Selain itu, terdapat pula Direktur Pemasaran Pusat dan Niaga PT Pertamina Patra Niaga Maya Kusmaya, VP Trading Operation PT Pertamina Patra Niaga Edward Corne, dan VP Feedstock Management PT KPI Agus Purwono.
Sementara tiga orang tersangka lainnya yang tidak tergabung dalam grup, adalah mereka dari pihak broker yakni Beneficial Owner PT Navigator Khatulistiwa Muhammad Kerry Andrianto Riza, Komisaris PT Navigator Khatulistiwa sekaligus Komisaris PT Jenggala Maritim Dimas Werhaspati dan Komisaris PT Jenggala Maritim sekaligus PT Orbit Terminal Merak Gading Ramadan Joede.
Dalam kasus korupsi Pertamina ini, penyidik menemukan adanya dugaan pembayaraan dari pembelian Ron 92 yang tidak sesuai dengan spesifikasi.

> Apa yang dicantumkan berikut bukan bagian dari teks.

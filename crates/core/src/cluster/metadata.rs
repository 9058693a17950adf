//! Typed extension entries of the cluster state.

use {
    serde::{de::DeserializeOwned, Deserialize, Serialize},
    std::{any::Any, collections::BTreeMap, fmt, sync::Arc},
};

/// Version of the persisted/transmitted state format.
#[derive(Clone, Copy, Debug, PartialEq, Eq, PartialOrd, Ord, Hash, Serialize, Deserialize)]
pub struct ProtocolVersion {
    pub major: u8,
    pub minor: u8,
    pub patch: u8,
}

impl ProtocolVersion {
    pub const CURRENT: Self = Self::new(2, 4, 0);

    pub const fn new(major: u8, minor: u8, patch: u8) -> Self {
        Self {
            major,
            minor,
            patch,
        }
    }
}

impl fmt::Display for ProtocolVersion {
    fn fmt(&self, f: &mut fmt::Formatter<'_>) -> fmt::Result {
        write!(f, "{}.{}.{}", self.major, self.minor, self.patch)
    }
}

/// Custom entry stored in the cluster [`Metadata`].
pub trait Custom:
    Clone + fmt::Debug + PartialEq + Serialize + DeserializeOwned + Send + Sync + 'static
{
    /// Name the entry is registered under.
    const TYPE: &'static str;

    /// Oldest protocol version able to understand the entry.
    const MIN_SUPPORTED_VERSION: ProtocolVersion;
}

/// Object-safe view of a [`Custom`] entry.
pub trait AnyCustom: fmt::Debug + Send + Sync + 'static {
    fn name(&self) -> &'static str;
    fn min_supported_version(&self) -> ProtocolVersion;
    fn encode(&self) -> Result<Vec<u8>, postcard::Error>;
    fn as_any(&self) -> &dyn Any;
    fn eq_any(&self, other: &dyn AnyCustom) -> bool;
}

impl<T: Custom> AnyCustom for T {
    fn name(&self) -> &'static str {
        T::TYPE
    }

    fn min_supported_version(&self) -> ProtocolVersion {
        T::MIN_SUPPORTED_VERSION
    }

    fn encode(&self) -> Result<Vec<u8>, postcard::Error> {
        postcard::to_allocvec(self)
    }

    fn as_any(&self) -> &dyn Any {
        self
    }

    fn eq_any(&self, other: &dyn AnyCustom) -> bool {
        other.as_any().downcast_ref::<T>() == Some(self)
    }
}

/// Map of [`Custom`] entries keyed by their [`Custom::TYPE`].
///
/// Entries are shared between state versions and replaced wholesale.
#[derive(Clone, Debug, Default)]
pub struct Metadata {
    customs: BTreeMap<&'static str, Arc<dyn AnyCustom>>,
}

impl PartialEq for Metadata {
    fn eq(&self, other: &Self) -> bool {
        self.customs.len() == other.customs.len()
            && self
                .customs
                .iter()
                .zip(&other.customs)
                .all(|((a_name, a), (b_name, b))| a_name == b_name && a.eq_any(b.as_ref()))
    }
}

impl Metadata {
    pub fn custom<T: Custom>(&self) -> Option<&T> {
        self.customs
            .get(T::TYPE)
            .and_then(|c| c.as_any().downcast_ref::<T>())
    }

    pub fn customs(&self) -> impl Iterator<Item = &dyn AnyCustom> {
        self.customs.values().map(|c| &**c)
    }

    pub(crate) fn put_custom<T: Custom>(&mut self, value: T) {
        self.customs.insert(T::TYPE, Arc::new(value));
    }

    pub(crate) fn put_any(&mut self, value: Arc<dyn AnyCustom>) {
        self.customs.insert(value.name(), value);
    }

    pub(crate) fn remove_custom<T: Custom>(&mut self) -> bool {
        self.customs.remove(T::TYPE).is_some()
    }
}

type Decoder = fn(&[u8]) -> Result<Arc<dyn AnyCustom>, postcard::Error>;

fn decode<T: Custom>(bytes: &[u8]) -> Result<Arc<dyn AnyCustom>, postcard::Error> {
    Ok(Arc::new(postcard::from_bytes::<T>(bytes)?))
}

/// [`Custom`] entry types known to the local node.
#[derive(Clone, Debug, Default)]
pub struct Registry {
    decoders: BTreeMap<&'static str, Decoder>,
}

impl Registry {
    pub fn new() -> Self {
        Self::default()
    }

    pub fn register<T: Custom>(mut self) -> Self {
        self.decoders.insert(T::TYPE, decode::<T>);
        self
    }

    pub(crate) fn decoder(&self, name: &str) -> Option<Decoder> {
        self.decoders.get(name).copied()
    }
}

Pertamina Patra Niaga, yang bertugas dalam pengadaan BBM, diketaui mengimpor Ron 92 dari luar negeri, namun barang yang datang ternyata Ron 90.
Selain melakukan pembelian BBM dengan harga yang tidak sesuai, jaksa menemukan bahwa proses pengolahan dari Ron 90 menjadi Ron 92 dilakukan di PT Orbit Terminal Merak, perusahaan milik tersangka Kerry.
Padahal, seharusnya proses blending tersebut dilakukan di PT Kilang Pertamina Internasional (KPI).
Selain itu, kejaksaan juga mengungkap adanya mark up dalam kontrak pengapalan terkait impor minyak mentah serta produk kilang yang dilakukan oleh Pertamina International Shipping.
Kenaikan harga ini diperkirakan mencapai 13 hingga 15 persen.
Korupsi ini diperkirakan menyebabkan kerugian negara sekitar Rp193,7 triliun pada tahun 2023 saja, dengan praktik yang telah berlangsung sejak 2018.
Saat ini, kejaksaan masih terus menghitung total kerugian dengan melibatkan berbagai pihak terkait.
Rangkaian praktik kecurangan yang melibatkan para tersangka juga diulas dalam laporan majalah Tempo edisi 9 Maret 2025 dengan judul “Bagaimana Para Tersangka Berkomplot Mengimpor dan Mengoplos BBM.”